Syed Shah Mohammed Quadri & Ashok Bhan

With CA No. 5495/1995, CA No. 9052/1996, CA No. 7451/1995, CA No. 12666/1996 and CA No. 5870 of 1997 BHAN, J.

In these appeals the dispute relates to the method of calculation of average production of sugar for the purpose of grant of central excise concession in terms of the exemption Notification No. 135/83- CE dated 30th April, 1983.

In these appeals the point of law is common and the facts are similar. Facts are narrated from Civil Appeal No. 6634 of 1995 being illustrative.

Sahyadri Sahakari Sakhar Karkhana Limited, District Satara (hereinafter referred to as 'the appellant') is a registered co-operative Society, registered under the Maharashtra Co-operative Societies Act, 1960. It is carrying on the business of manufacturing sugar under tariff item No. 17.01 under the Central Excise Tariff Act, 1985. It is holding a registration in terms of Rule 174 of the Central Excise Act, 1944 and Central Excise Rules, 1944 (hereinafter referred to as 'the Act & Rules, respectively').

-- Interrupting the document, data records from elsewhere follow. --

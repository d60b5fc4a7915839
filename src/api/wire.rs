//! Wire schema of the backend API
//!
//! Request and response bodies exactly as the backend sends them
//! (snake_case, string timestamps), plus the conversions into the
//! view-model types of [`crate::models`]. Nothing outside [`crate::api`]
//! should need these types.

use crate::models::{
    AppendedMessage, ChatDetail, ChatMessage, ChatSession, ClassRecord, CreatedSession,
    MessageIdGenerator, Role,
};
use chrono::{DateTime, NaiveDateTime, TimeZone, Utc};
use serde::{Deserialize, Deserializer, Serialize};

/// Title the backend reports for chats created without one
const UNTITLED_CHAT: &str = "Untitled Chat";

fn default_title() -> String {
    UNTITLED_CHAT.to_string()
}

/// Parse a backend timestamp
///
/// Accepts RFC 3339 (`2024-01-02T00:00:00Z`) and the naive ISO-8601 form the
/// backend writes (`2024-01-02T00:00:00.123456`), which is UTC.
pub fn parse_timestamp(raw: &str) -> Option<DateTime<Utc>> {
    if let Ok(dt) = DateTime::parse_from_rfc3339(raw) {
        return Some(dt.with_timezone(&Utc));
    }
    NaiveDateTime::parse_from_str(raw, "%Y-%m-%dT%H:%M:%S%.f")
        .ok()
        .map(|naive| Utc.from_utc_datetime(&naive))
}

fn deserialize_timestamp<'de, D>(deserializer: D) -> std::result::Result<DateTime<Utc>, D::Error>
where
    D: Deserializer<'de>,
{
    let raw = String::deserialize(deserializer)?;
    parse_timestamp(&raw)
        .ok_or_else(|| serde::de::Error::custom(format!("invalid timestamp: {}", raw)))
}

/// One stored message
#[derive(Debug, Clone, Deserialize)]
pub struct ApiChatMessage {
    pub role: Role,
    pub content: String,
    #[serde(deserialize_with = "deserialize_timestamp")]
    pub timestamp: DateTime<Utc>,
}

/// Chat summary from `GET /chats`
#[derive(Debug, Clone, Deserialize)]
pub struct ApiChatSession {
    pub chat_id: String,
    #[serde(default)]
    pub user_id: String,
    #[serde(default = "default_title")]
    pub title: String,
    #[serde(deserialize_with = "deserialize_timestamp")]
    pub created_at: DateTime<Utc>,
    #[serde(deserialize_with = "deserialize_timestamp")]
    pub updated_at: DateTime<Utc>,
    #[serde(default)]
    pub message_count: usize,
}

impl ApiChatSession {
    /// Convert into the session-list view-model
    pub fn into_session(self) -> ChatSession {
        ChatSession {
            id: self.chat_id,
            title: self.title,
            last_message: None,
            created_at: self.created_at,
            updated_at: self.updated_at,
            message_count: self.message_count,
        }
    }
}

/// Full chat from `GET /chats/{id}`
#[derive(Debug, Clone, Deserialize)]
pub struct ApiChatDetail {
    pub chat_id: String,
    #[serde(default)]
    pub user_id: String,
    #[serde(default = "default_title")]
    pub title: String,
    #[serde(deserialize_with = "deserialize_timestamp")]
    pub created_at: DateTime<Utc>,
    #[serde(deserialize_with = "deserialize_timestamp")]
    pub updated_at: DateTime<Utc>,
    #[serde(default)]
    pub messages: Vec<ApiChatMessage>,
    #[serde(default)]
    pub metadata: Option<serde_json::Value>,
}

impl ApiChatDetail {
    /// Convert into the view-model, assigning local ids in array order
    pub fn into_detail(self, ids: &MessageIdGenerator) -> ChatDetail {
        let messages = self
            .messages
            .into_iter()
            .map(|m| ChatMessage::new(ids.next_id(), m.role, m.content, m.timestamp))
            .collect();

        ChatDetail {
            id: self.chat_id,
            title: self.title,
            created_at: self.created_at,
            updated_at: self.updated_at,
            messages,
        }
    }
}

#[derive(Debug, Deserialize)]
pub struct GetChatsResponse {
    pub chats: Vec<ApiChatSession>,
    #[serde(default)]
    pub count: usize,
}

#[derive(Debug, Deserialize)]
pub struct GetChatResponse {
    pub chat: ApiChatDetail,
}

#[derive(Debug, Serialize)]
pub struct CreateChatRequest<'a> {
    pub user_id: &'a str,
    pub message: &'a str,
    pub role: Role,
    pub metadata: serde_json::Value,
}

#[derive(Debug, Deserialize)]
pub struct CreateChatResponse {
    #[serde(default)]
    pub message: String,
    pub chat_id: String,
    #[serde(default = "default_title")]
    pub title: String,
    #[serde(deserialize_with = "deserialize_timestamp")]
    pub created_at: DateTime<Utc>,
    #[serde(default)]
    pub user_id: String,
}

impl CreateChatResponse {
    pub fn into_created(self) -> CreatedSession {
        CreatedSession {
            chat_id: self.chat_id,
            title: self.title,
            created_at: self.created_at,
        }
    }
}

#[derive(Debug, Serialize)]
pub struct AppendMessageRequest<'a> {
    pub message: &'a str,
    pub role: Role,
}

#[derive(Debug, Deserialize)]
pub struct AppendMessageResponse {
    #[serde(default)]
    pub message: String,
    pub chat_id: String,
    #[serde(deserialize_with = "deserialize_timestamp")]
    pub updated_at: DateTime<Utc>,
    #[serde(default)]
    pub total_messages: usize,
}

impl AppendMessageResponse {
    pub fn into_appended(self) -> AppendedMessage {
        AppendedMessage {
            chat_id: self.chat_id,
            updated_at: self.updated_at,
            total_messages: self.total_messages,
        }
    }
}

#[derive(Debug, Deserialize)]
pub struct DeleteChatResponse {
    #[serde(default)]
    pub message: String,
    #[serde(default)]
    pub chat_id: String,
}

#[derive(Debug, Serialize)]
pub struct QueryRequest<'a> {
    pub question: &'a str,
}

#[derive(Debug, Deserialize)]
pub struct ClassesResponse {
    pub classes: Vec<ClassRecord>,
}

/// Error body the backend returns with non-success statuses
#[derive(Debug, Default, Deserialize)]
pub struct ErrorBody {
    #[serde(default)]
    pub message: Option<String>,
    #[serde(default)]
    pub error: Option<String>,
}

impl ErrorBody {
    /// Best human-readable message for a failed response body
    pub fn describe(body: &str) -> String {
        match serde_json::from_str::<ErrorBody>(body) {
            Ok(ErrorBody {
                message: Some(message),
                error: Some(error),
            }) => format!("{} ({})", message, error),
            Ok(ErrorBody {
                message: Some(message),
                error: None,
            }) => message,
            _ => body.trim().to_string(),
        }
    }
}
mod common;

use serde_json::json;
use std::sync::Arc;

use wiremock::matchers::{method, path};
use wiremock::{Mock, MockServer, ResponseTemplate};

use coursechat::api::{ClassBackend, HttpClassClient};
use coursechat::classes::ClassBrowser;

use common::api_config;

fn class_json(id: &str, code: &str) -> serde_json::Value {
    json!({
        "id": id,
        "name": "Introduction to Programming",
        "code": code,
        "instructor": "Dr. Smith",
        "schedule": "MWF 10:00-10:50",
        "semester": "Fall 2024",
        "color": "#4A90E2"
    })
}

#[tokio::test]
async fn test_list_classes() {
    let server = MockServer::start().await;

    Mock::given(method("GET"))
        .and(path("/users/user123/classes"))
        .respond_with(ResponseTemplate::new(200).set_body_json(json!({
            "classes": [class_json("cs101", "CMPSC 131"), class_json("math140", "MATH 140")]
        })))
        .expect(1)
        .mount(&server)
        .await;

    let client = HttpClassClient::new(api_config(&server)).unwrap();
    let classes = client.list_classes().await.unwrap();

    assert_eq!(classes.len(), 2);
    assert_eq!(classes[0].code, "CMPSC 131");
    assert_eq!(classes[0].color.as_deref(), Some("#4A90E2"));
    assert!(classes[0].description.is_none());
}

#[tokio::test]
async fn test_get_class() {
    let server = MockServer::start().await;

    let mut body = class_json("cs101", "CMPSC 131");
    body["description"] = json!("Fundamentals of programming in Python");
    Mock::given(method("GET"))
        .and(path("/users/user123/classes/cs101"))
        .respond_with(ResponseTemplate::new(200).set_body_json(body))
        .expect(1)
        .mount(&server)
        .await;

    let client = HttpClassClient::new(api_config(&server)).unwrap();
    let class = client.get_class("cs101").await.unwrap();

    assert_eq!(class.id, "cs101");
    assert_eq!(
        class.description.as_deref(),
        Some("Fundamentals of programming in Python")
    );
}

#[tokio::test]
async fn test_browser_reports_http_status() {
    let server = MockServer::start().await;

    Mock::given(method("GET"))
        .and(path("/users/user123/classes"))
        .respond_with(ResponseTemplate::new(500).set_body_string("oops"))
        .expect(2)
        .mount(&server)
        .await;

    let client = HttpClassClient::new(api_config(&server)).unwrap();
    let mut browser = ClassBrowser::new(Arc::new(client));

    assert!(!browser.refetch().await);
    assert_eq!(browser.error(), Some("HTTP error! status: 500"));

    // retry goes back to the backend
    assert!(!browser.refetch().await);
}

#[tokio::test]
async fn test_browser_missing_class() {
    let server = MockServer::start().await;

    Mock::given(method("GET"))
        .and(path("/users/user123/classes/nope"))
        .respond_with(ResponseTemplate::new(404).set_body_json(json!({
            "message": "Class not found"
        })))
        .mount(&server)
        .await;

    let client = HttpClassClient::new(api_config(&server)).unwrap();
    let mut browser = ClassBrowser::new(Arc::new(client));

    assert!(browser.open("nope").await.is_none());
    assert_eq!(browser.error(), Some("HTTP error! status: 404"));
}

Government of India issued a rebate notification No. 135/83 dated 30th April, 1983 with the intention to take more production of sugar in the lean period of the sugar year 1982-83. The sugar year starts on 1st October and ends on 30th September each year. Normally sugar production season commences in November of each year and continues for six months, i.e., up to April next year. The incentive period from 1.5.1983 to 30.9.1983 in terms of the relevant notification No. 135/83 comes during the lean period (off season of the sugar year). In order to induce a sugar factory to produce more sugar, during the off season period, this incentive was given by way of rebate (refund) of central excise duties. The rebate was given on excess production of sugar produced during the incentive period as per notification on the basis of average production during the lean period of three preceding Sugar years 1979-80, 1980-81 and 1981-82.

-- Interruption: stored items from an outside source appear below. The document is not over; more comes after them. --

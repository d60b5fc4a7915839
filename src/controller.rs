//! Chat session controller
//!
//! [`ChatController`] owns the visible message list of the chat that is
//! currently open. It applies optimistic updates when the user sends a
//! message, decides between creating a session and appending to the open
//! one, merges the assistant's answer and citations, and rolls back any
//! message whose persistence failed.
//!
//! Methods take `&self`; state lives behind a mutex that is never held
//! across an await, so independent operations (a send in flight, a session
//! load, a sidebar refresh) may interleave.
//!
//! Every send is tagged with the epoch of the chat it targets. Switching
//! chats ([`ChatController::load_session`] succeeding, or
//! [`ChatController::create_new_session`]) advances the epoch, and a send
//! whose epoch is stale discards its results and stops issuing calls.

use crate::api::ChatBackend;
use crate::models::{ChatMessage, MessageId, MessageIdGenerator, Role};

use chrono::Utc;
use std::sync::{Arc, Mutex, MutexGuard};

/// Error shown when the user's message could not be stored
pub const SEND_FAILED: &str = "Failed to send message. Please try again.";
/// Error shown when no answer could be obtained or stored
pub const REPLY_FAILED: &str = "Failed to get a response. Please try again.";
/// Error shown when a chat could not be loaded
pub const LOAD_FAILED: &str = "Failed to load chat";

/// Observable lifecycle state of the controller
#[derive(Debug, Clone, Copy, PartialEq, Eq)]
pub enum SessionPhase {
    /// No chat id is held
    NoSession,
    /// A chat is being fetched
    SessionLoading,
    /// A chat is open and idle
    SessionReady,
    /// A send is in flight
    Sending,
    /// The last operation failed; see [`ChatController::error`]
    SessionError,
}

/// Result of [`ChatController::send_message`]
#[derive(Debug, Clone, PartialEq)]
pub enum SendOutcome {
    /// Input was empty after trimming; nothing happened
    Skipped,
    /// The answer was shown and stored
    Answered(ChatMessage),
    /// The user message could not be stored and was removed again
    NotSent,
    /// The user message is stored but no answer could be shown and stored
    NoReply,
    /// Another chat was opened while the send was in flight
    Superseded,
}

/// Point-in-time copy of the controller state for rendering
#[derive(Debug, Clone, Default, PartialEq)]
pub struct ChatSnapshot {
    /// Visible messages, oldest first
    pub messages: Vec<ChatMessage>,
    /// Id of the open chat
    pub current_chat_id: Option<String>,
    /// User-facing error of the last failed operation
    pub error: Option<String>,
    /// A load is in flight
    pub loading: bool,
    /// A send is in flight
    pub sending: bool,
}

#[derive(Debug, Default)]
struct ControllerState {
    messages: Vec<ChatMessage>,
    current_chat_id: Option<String>,
    error: Option<String>,
    epoch: u64,
    load_ticket: u64,
    loading: bool,
    pending_sends: usize,
    refresh_counter: u64,
}

/// View-model state container for one chat at a time
pub struct ChatController {
    backend: Arc<dyn ChatBackend>,
    ids: Arc<MessageIdGenerator>,
    state: Mutex<ControllerState>,
}

impl ChatController {
    /// Create a controller in the `NoSession` state
    pub fn new(backend: Arc<dyn ChatBackend>) -> Self {
        Self::with_id_generator(backend, Arc::new(MessageIdGenerator::new()))
    }

    /// Create a controller that draws message ids from `ids`
    pub fn with_id_generator(backend: Arc<dyn ChatBackend>, ids: Arc<MessageIdGenerator>) -> Self {
        Self {
            backend,
            ids,
            state: Mutex::new(ControllerState::default()),
        }
    }

    fn state(&self) -> MutexGuard<'_, ControllerState> {
        self.state.lock().unwrap_or_else(|poisoned| poisoned.into_inner())
    }

    /// Visible messages, oldest first
    pub fn messages(&self) -> Vec<ChatMessage> {
        self.state().messages.clone()
    }

    /// Id of the open chat, `None` before the first message is stored
    pub fn current_chat_id(&self) -> Option<String> {
        self.state().current_chat_id.clone()
    }

    /// User-facing error of the last failed operation
    pub fn error(&self) -> Option<String> {
        self.state().error.clone()
    }

    /// True while a send is in flight
    pub fn is_sending(&self) -> bool {
        self.state().pending_sends > 0
    }

    /// True while a load is in flight
    pub fn is_loading(&self) -> bool {
        self.state().loading
    }

    /// Counter bumped whenever a send stores something on the backend
    ///
    /// Session list views compare it with the value they last fetched at.
    pub fn refresh_counter(&self) -> u64 {
        self.state().refresh_counter
    }

    /// Current lifecycle state
    pub fn phase(&self) -> SessionPhase {
        let state = self.state();
        if state.loading {
            SessionPhase::SessionLoading
        } else if state.pending_sends > 0 {
            SessionPhase::Sending
        } else if state.error.is_some() {
            SessionPhase::SessionError
        } else if state.current_chat_id.is_none() {
            SessionPhase::NoSession
        } else {
            SessionPhase::SessionReady
        }
    }

    /// Copy of the whole state
    pub fn snapshot(&self) -> ChatSnapshot {
        let state = self.state();
        ChatSnapshot {
            messages: state.messages.clone(),
            current_chat_id: state.current_chat_id.clone(),
            error: state.error.clone(),
            loading: state.loading,
            sending: state.pending_sends > 0,
        }
    }

    /// Send a user message and fetch the assistant's answer
    ///
    /// The trimmed text is shown immediately. It is then stored (creating
    /// the chat if none is open), the question is asked, and the answer is
    /// shown and stored. A failure to store the user message removes it
    /// again; a failure after that keeps the stored user message and
    /// reports an error without an answer.
    pub async fn send_message(&self, text: &str) -> SendOutcome {
        let text = text.trim();
        if text.is_empty() {
            tracing::debug!("Ignoring empty message");
            return SendOutcome::Skipped;
        }

        let user_message = ChatMessage::new(self.ids.next_id(), Role::User, text, Utc::now());
        let user_message_id = user_message.id;
        let (epoch, target) = {
            let mut state = self.state();
            state.messages.push(user_message);
            state.error = None;
            state.pending_sends += 1;
            (state.epoch, state.current_chat_id.clone())
        };

        let outcome = self.run_send(text, user_message_id, epoch, target).await;

        let mut state = self.state();
        state.pending_sends = state.pending_sends.saturating_sub(1);
        outcome
    }

    async fn run_send(
        &self,
        text: &str,
        user_message_id: MessageId,
        epoch: u64,
        target: Option<String>,
    ) -> SendOutcome {
        let persisted = match &target {
            None => self
                .backend
                .create_session(text)
                .await
                .map(|created| created.chat_id),
            Some(chat_id) => self
                .backend
                .append_message(chat_id, text, Role::User)
                .await
                .map(|_| chat_id.clone()),
        };

        let chat_id = match persisted {
            Ok(chat_id) => chat_id,
            Err(e) => {
                tracing::error!("Failed to store user message: {:#}", e);
                let mut state = self.state();
                if state.epoch != epoch {
                    return SendOutcome::Superseded;
                }
                state.messages.retain(|m| m.id != user_message_id);
                state.error = Some(SEND_FAILED.to_string());
                return SendOutcome::NotSent;
            }
        };

        {
            let mut state = self.state();
            state.refresh_counter += 1;
            if state.epoch != epoch {
                tracing::debug!(chat_id = %chat_id, "Chat switched during send, discarding");
                return SendOutcome::Superseded;
            }
            if target.is_none() {
                tracing::info!(chat_id = %chat_id, "Adopted new chat");
                state.current_chat_id = Some(chat_id.clone());
            }
        }

        let answer = match self.backend.ask_question(text).await {
            Ok(answer) => answer,
            Err(e) => {
                tracing::error!("Failed to get answer: {:#}", e);
                let mut state = self.state();
                if state.epoch != epoch {
                    return SendOutcome::Superseded;
                }
                state.error = Some(REPLY_FAILED.to_string());
                return SendOutcome::NoReply;
            }
        };

        let reply = ChatMessage::new(
            self.ids.next_id(),
            Role::Assistant,
            answer.answer,
            Utc::now(),
        )
        .with_sources(answer.sources);
        {
            let mut state = self.state();
            if state.epoch != epoch {
                tracing::debug!(chat_id = %chat_id, "Chat switched before answer, discarding");
                return SendOutcome::Superseded;
            }
            state.messages.push(reply.clone());
        }

        let stored = self
            .backend
            .append_message(&chat_id, &reply.text, Role::Assistant)
            .await;

        let mut state = self.state();
        match stored {
            Ok(_) => {
                state.refresh_counter += 1;
                if state.epoch != epoch {
                    return SendOutcome::Superseded;
                }
                SendOutcome::Answered(reply)
            }
            Err(e) => {
                tracing::error!("Failed to store answer: {:#}", e);
                if state.epoch != epoch {
                    return SendOutcome::Superseded;
                }
                state.messages.retain(|m| m.id != reply.id);
                state.error = Some(REPLY_FAILED.to_string());
                SendOutcome::NoReply
            }
        }
    }

    /// Replace the visible list with the stored history of `chat_id`
    ///
    /// Returns true when the chat was opened. On failure the previous list
    /// and chat id are kept and an error is set. When several loads overlap
    /// only the most recently issued one is applied.
    pub async fn load_session(&self, chat_id: &str) -> bool {
        let ticket = {
            let mut state = self.state();
            state.load_ticket += 1;
            state.loading = true;
            state.error = None;
            state.load_ticket
        };

        let result = self.backend.get_session(chat_id).await;

        let mut state = self.state();
        if state.load_ticket != ticket {
            tracing::debug!(chat_id = %chat_id, "Load superseded, discarding");
            return false;
        }
        state.loading = false;

        match result {
            Ok(detail) => {
                tracing::info!(
                    chat_id = %chat_id,
                    messages = detail.messages.len(),
                    "Chat loaded"
                );
                state.messages = detail.messages;
                state.current_chat_id = Some(chat_id.to_string());
                state.epoch += 1;
                true
            }
            Err(e) => {
                tracing::error!("Failed to load chat {}: {:#}", chat_id, e);
                state.error = Some(LOAD_FAILED.to_string());
                false
            }
        }
    }

    /// Return to `NoSession`; the next send creates a chat
    pub fn create_new_session(&self) {
        let mut state = self.state();
        state.messages.clear();
        state.error = None;
        state.current_chat_id = None;
        state.epoch += 1;
        state.load_ticket += 1;
        state.loading = false;
    }

    /// Clear the visible list and error, keeping the open chat id
    pub fn clear(&self) {
        let mut state = self.state();
        state.messages.clear();
        state.error = None;
    }

    /// Notify the controller that `chat_id` was deleted
    ///
    /// Returns true when it was the open chat, in which case the controller
    /// is back in `NoSession`.
    pub fn session_deleted(&self, chat_id: &str) -> bool {
        let is_current = self.state().current_chat_id.as_deref() == Some(chat_id);
        if is_current {
            self.create_new_session();
        }
        is_current
    }
}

The excess production in this incentive period had to be worked out in terms of the notification. Relevant portion of the notification reads as under:

"Exemption to excess production during 1.5.1983 to 30.9.1983 In exercise of the powers conferred by sub-rule (1) of rule 8 of the Central Excise Rules, 1944, the Central Government hereby exempts, sugar, described in column (1) of the Table and falling under sub-item of the First Schedule to the Central Excise & Salt Act, 1944 (I of 44), from so much of the duty of excise leviable thereon under the said Act at the rate specified in the said First Schedule in the corresponding entry in columns (2) and (3) of the said Table:

Table ----------------------------------------------------- Description Duty of Excise Levy Of sugar Free sale Sugar Sugar ----------------------------------------------------- (1) (2) (3) (Rs. per quintal) ----------------------------------------------------- Sugar produced 31.80 19.00 in a factory during the period commencing on the 1st day of May, 1983, and ending with the 30th day of September, 1983, which is in excess of the average production of the corresponding period of 1979-80, 1980-81 and 1981-82 sugar years.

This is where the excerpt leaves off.